Stimuli-responsive systems can change their phase behavior after a temperature, magnetic field, light, or pH adjustment. Exploiting these properties allows for the design of novel and more efficient applications such as the purification of biomolecules, drug delivery nanocarriers, or the recovery of valuable compounds from wastewater (Ventura et al., 2017; Schaeffer et al., 2019a). Thermo-responsive systems can also be used for integrated reaction-separation processes (Ferreira et al., 2018; Morais et al., 2021). In this context, the reaction takes place under homogeneous conditions prior to the separation of products and catalysts/reactants into separate phases after the temperature change (Kohno et al., 2011; Ferreira et al., 2018). Thermo-responsive systems can exhibit an upper or lower critical solution temperature (UCST/LCST), depending on whether entropic (LCST) or enthalpic (UCST) terms dominate, led by solute-water interactions, mostly hydrogen bonding and strong polar interactions (Kohno and Ohno, 2012).
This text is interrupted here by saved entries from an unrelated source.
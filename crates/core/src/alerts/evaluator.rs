use crate::domain::alert::{Alert, AlertRule};
use crate::domain::price::PriceContext;
use chrono::{DateTime, Duration, FixedOffset, Timelike};

/// Decides which alerts should fire for the given reading. Pure over its
/// inputs: loading alerts and persisting `last_triggered_at` updates are
/// the caller's business.
///
/// `now` carries the display timezone so daily alerts compare their
/// configured hour against the user's wall clock, not UTC.
pub fn evaluate(ctx: &PriceContext, alerts: &[Alert], now: DateTime<FixedOffset>) -> Vec<Alert> {
    alerts
        .iter()
        .filter(|alert| should_fire(alert, ctx, now))
        .cloned()
        .collect()
}

fn should_fire(alert: &Alert, ctx: &PriceContext, now: DateTime<FixedOffset>) -> bool {
    if !alert.active {
        return false;
    }

    let condition_met = match &alert.rule {
        // Boundary equality fires on both price rules.
        AlertRule::Increase { target_price } => ctx.current.price_per_gram >= *target_price,
        AlertRule::Decrease { target_price } => ctx.current.price_per_gram <= *target_price,
        AlertRule::Daily { .. } => alert.rule.daily_hour() == Some(now.hour()),
    };
    if !condition_met {
        return false;
    }

    frequency_gate_open(alert, now)
}

/// Suppresses re-firing while the threshold stays crossed (or, for daily
/// alerts, across repeated ticks within the matching hour).
fn frequency_gate_open(alert: &Alert, now: DateTime<FixedOffset>) -> bool {
    match alert.last_triggered_at {
        Some(last) => now.signed_duration_since(last) >= Duration::hours(alert.frequency_hours),
        None => true,
    }
}

#[cfg(test)]
mod tests {
    use super::*;
    use crate::domain::alert::{AlertChannels, DEFAULT_FREQUENCY_HOURS};
    use crate::domain::price::{PriceSnapshot, SourceId};
    use chrono::{TimeZone, Utc};
    use uuid::Uuid;

    fn wib() -> FixedOffset {
        FixedOffset::east_opt(7 * 3600).unwrap()
    }

    fn at(hour: u32) -> DateTime<FixedOffset> {
        wib().with_ymd_and_hms(2026, 8, 24, hour, 5, 0).unwrap()
    }

    fn ctx(per_gram: f64) -> PriceContext {
        PriceContext {
            current: PriceSnapshot::new(
                Utc::now(),
                per_gram,
                per_gram * 0.95,
                per_gram,
                None,
                None,
                SourceId::Emasku,
            )
            .unwrap(),
            previous: None,
        }
    }

    fn alert(rule: AlertRule) -> Alert {
        Alert {
            id: Uuid::new_v4(),
            rule,
            channels: AlertChannels {
                telegram_chat_id: Some("12345".into()),
                whatsapp_number: None,
            },
            active: true,
            frequency_hours: DEFAULT_FREQUENCY_HOURS,
            last_triggered_at: None,
            created_at: Utc::now(),
        }
    }

    #[test]
    fn increase_fires_on_boundary_equality() {
        let a = alert(AlertRule::Increase { target_price: 1_000_000.0 });
        assert_eq!(evaluate(&ctx(1_000_000.0), &[a.clone()], at(10)).len(), 1);
        assert_eq!(evaluate(&ctx(999_999.0), &[a], at(10)).len(), 0);
    }

    #[test]
    fn decrease_fires_at_or_below_target() {
        let a = alert(AlertRule::Decrease { target_price: 950_000.0 });
        assert_eq!(evaluate(&ctx(950_000.0), &[a.clone()], at(10)).len(), 1);
        assert_eq!(evaluate(&ctx(949_000.0), &[a.clone()], at(10)).len(), 1);
        assert_eq!(evaluate(&ctx(950_001.0), &[a], at(10)).len(), 0);
    }

    #[test]
    fn daily_fires_only_in_its_hour_regardless_of_price() {
        let a = alert(AlertRule::Daily { daily_time: "20:00".into() });
        assert_eq!(evaluate(&ctx(1.0e6), &[a.clone()], at(20)).len(), 1);
        assert_eq!(evaluate(&ctx(1.0e6), &[a], at(19)).len(), 0);
    }

    #[test]
    fn frequency_gate_suppresses_while_threshold_stays_crossed() {
        let mut a = alert(AlertRule::Increase { target_price: 1_000_000.0 });
        let fired_at = at(10);
        a.last_triggered_at = Some(fired_at.with_timezone(&Utc));

        let one_hour_later = fired_at + Duration::hours(1);
        assert_eq!(evaluate(&ctx(1_100_000.0), &[a.clone()], one_hour_later).len(), 0);

        let next_day = fired_at + Duration::hours(25);
        assert_eq!(evaluate(&ctx(1_100_000.0), &[a], next_day).len(), 1);
    }

    #[test]
    fn frequency_gate_respects_custom_spacing() {
        let mut a = alert(AlertRule::Increase { target_price: 1_000_000.0 });
        a.frequency_hours = 6;
        a.last_triggered_at = Some(at(10).with_timezone(&Utc));

        assert_eq!(evaluate(&ctx(1_100_000.0), &[a.clone()], at(15)).len(), 0);
        assert_eq!(evaluate(&ctx(1_100_000.0), &[a], at(16)).len(), 1);
    }

    #[test]
    fn inactive_alerts_are_never_evaluated() {
        let mut a = alert(AlertRule::Increase { target_price: 1.0 });
        a.active = false;
        assert_eq!(evaluate(&ctx(1_000_000.0), &[a], at(10)).len(), 0);
    }

    #[test]
    fn returns_only_the_firing_subset() {
        let hit = alert(AlertRule::Increase { target_price: 1_050_000.0 });
        let miss = alert(AlertRule::Decrease { target_price: 900_000.0 });
        let fired = evaluate(&ctx(1_058_000.0), &[hit.clone(), miss], at(10));
        assert_eq!(fired.len(), 1);
        assert_eq!(fired[0].id, hit.id);
    }
}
Looking beyond the design of integrated reaction-separation systems, thermo-responsive systems were further demonstrated as draw solutions for forward osmosis desalination (Zhong et al., 2016) or heat storage media (Forero-Martinez et al., 2022).

Thermo-responsive systems presenting a LCST behavior are traditionally restricted to non-ionic polymeric and surfactant systems (Mukherjee et al., 2011) with few ionic systems exhibiting temperature dependent phase separation (Mukherjee et al., 2011; Naqvi and Kabir-ud-Din, 2018). However, aqueous solutions of bulky quaternary phosphonium or ammonium salts, often referred to as ionic liquids (ILs), were shown to phase separate upon heating with the cloud point dependent on the hydration properties of the anion (Gutowski et al., 2003; Martínez-Aragón et al., 2009; Freire et al., 2012; Schaeffer et al., 2018; Meyer et al., 2022). One example of such a system is the mixture of tetrabutylammonium halide ([N4,4,4,4]X (X = Cl or Br) with the anionic surfactant sodium dodecyl sulphate (SDS) (Chauhan and Kaur, 2017). As an example, this aqueous [N4,4,4,4]Cl/SDS mixture was applied towards the one-pot process for the solid–liquid extraction of violacein from Yarrowia lipolytica yeast biomass and its purification by estimating the LCST point using the cloud-point method to analyze the separation from contaminant proteins (Schaeffer et al., 2019b). Interestingly, the [N4,4,4,4]X and SDS mixtures exhibit an anomalous temperature dependent behavior as a function of the [N4,4,4,4]Cl concentration in SDS aqueous solutions (Mata et al., 2004; Schaeffer et al., 2019a). This system was experimentally characterized by cloud point measurements, dynamic light scattering (DLS), surface tension, (Bales and Zana, 2004; Mata et al., 2004), calorimetry (Mitra et al., 2007) or nuclear magnetic resonance (NMR) (Lin et al., 2013). Results indicate that the system properties result from extensive adsorption of the [N4,4,4,4]+ cation of the [DS]- micelles due to the low charge density, and therefore lower hydration, of the [DS]- polar head, and large apolar volume of the symmetrical [N4,4,4,4]+ ion. Nevertheless, these are all equilibrium-based measurements that only partially probe the dynamic nature of this system and the driving forces determining co-aggregation and phase separation. Considering the theoretical and practical relevance of conferring thermo-responsive behavior to ionic systems, a detailed understanding of the interactions and how these systematically vary with the molar ratio of [N4,4,4,4]+ to [DS]- is of interest.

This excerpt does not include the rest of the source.